What does that mean? How I can set Apache to detect and refused this type of access?

I'm also interested to know if it's possible to ask Apache to check automatically the remote who it try access to the website. If Apache can not get an valid ip address for each request I would like to reject the session automatically.

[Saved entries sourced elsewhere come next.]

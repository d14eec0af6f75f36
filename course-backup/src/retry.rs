//! Retry with exponential backoff for idempotent remote calls.
//!
//! Export creation is never routed through here: retrying it could start a
//! second remote export for the same course.

use crate::config::RetryConfig;
use crate::utils::errors::BackupError;
use rand::Rng;
use std::future::Future;
use std::time::Duration;

/// Classifies errors as transient (worth retrying) or permanent.
pub trait IsRetryable {
    fn is_retryable(&self) -> bool;
}

impl IsRetryable for BackupError {
    fn is_retryable(&self) -> bool {
        match self {
            BackupError::Http(e) => e.is_timeout() || e.is_connect(),
            BackupError::HttpStatus { status, .. } => *status == 429 || *status >= 500,
            BackupError::Io(e) => matches!(
                e.kind(),
                std::io::ErrorKind::TimedOut
                    | std::io::ErrorKind::ConnectionReset
                    | std::io::ErrorKind::ConnectionAborted
                    | std::io::ErrorKind::Interrupted
            ),
            _ => false,
        }
    }
}

/// Run `operation`, retrying retryable failures up to `config.max_attempts` times.
pub async fn with_retry<F, Fut, T, E>(config: &RetryConfig, mut operation: F) -> Result<T, E>
where
    F: FnMut() -> Fut,
    Fut: Future<Output = Result<T, E>>,
    E: IsRetryable + std::fmt::Display,
{
    let mut attempt = 0;
    let mut delay = config.initial_delay();

    loop {
        match operation().await {
            Ok(result) => {
                if attempt > 0 {
                    tracing::info!(attempts = attempt + 1, "Operation succeeded after retry");
                }
                return Ok(result);
            }
            Err(e) if e.is_retryable() && attempt < config.max_attempts => {
                attempt += 1;
                tracing::warn!(
                    error = %e,
                    attempt,
                    max_attempts = config.max_attempts,
                    delay_ms = delay.as_millis() as u64,
                    "Remote call failed, retrying"
                );

                let wait = if config.jitter { add_jitter(delay) } else { delay };
                tokio::time::sleep(wait).await;

                delay = next_delay(delay, config);
            }
            Err(e) => return Err(e),
        }
    }
}

/// Grow `delay` by the backoff multiplier, capped at `max_delay`.
///
/// Products that are not representable as a `Duration` (negative, NaN,
/// overflow) fall back to the cap.
fn next_delay(delay: Duration, config: &RetryConfig) -> Duration {
    Duration::try_from_secs_f64(delay.as_secs_f64() * config.backoff_multiplier)
        .unwrap_or(config.max_delay())
        .min(config.max_delay())
}

/// Stretch `delay` by a random factor in [1, 2].
fn add_jitter(delay: Duration) -> Duration {
    let factor: f64 = rand::thread_rng().gen_range(0.0..=1.0);
    Duration::from_secs_f64(delay.as_secs_f64() * (1.0 + factor))
}
//! Course Backup Library
//!
//! Exports LMS courses as archives into dated version directories with
//! bounded concurrency, then prunes the oldest versions.

pub mod canvas;
pub mod config;
pub mod courses;
pub mod daemon;
pub mod executor;
pub mod fs;
pub mod report;
pub mod retry;
pub mod transfer;
pub mod utils;

// Re-export commonly used types
pub use config::Config;
pub use utils::errors::{BackupError, Result};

RegardsLast edited by ZeLegolas on Tue Aug 24, 2010 12:39 am; edited 1 time in total

----------

## francofallica

Ok, First: I wasn't able to confirm my idea and I am not sure about it but I think it means that apache was not able to resolve an ip to a domain name. But it could also mean that you need to enable reverse lookups in your apache config. 

second:

what do you consider a valid ip? any tcp connection to your server has a valid source address otherwise there is no communication. (although somebody could send you syn packets with a invalid ip, but thats not very harmful) 

You probably should not block on a hostname basis because it would generate a lot of DNS traffic. You would be better of doing it on an ip level and by using iptables. 

read this: http://betabug.ch/blogs/ch-athens/933

If you want access control on the basis of hostnames you can do it by using mod_access. I think for what you want you need to enable the "HostnameLookup double" feature in your apache config. 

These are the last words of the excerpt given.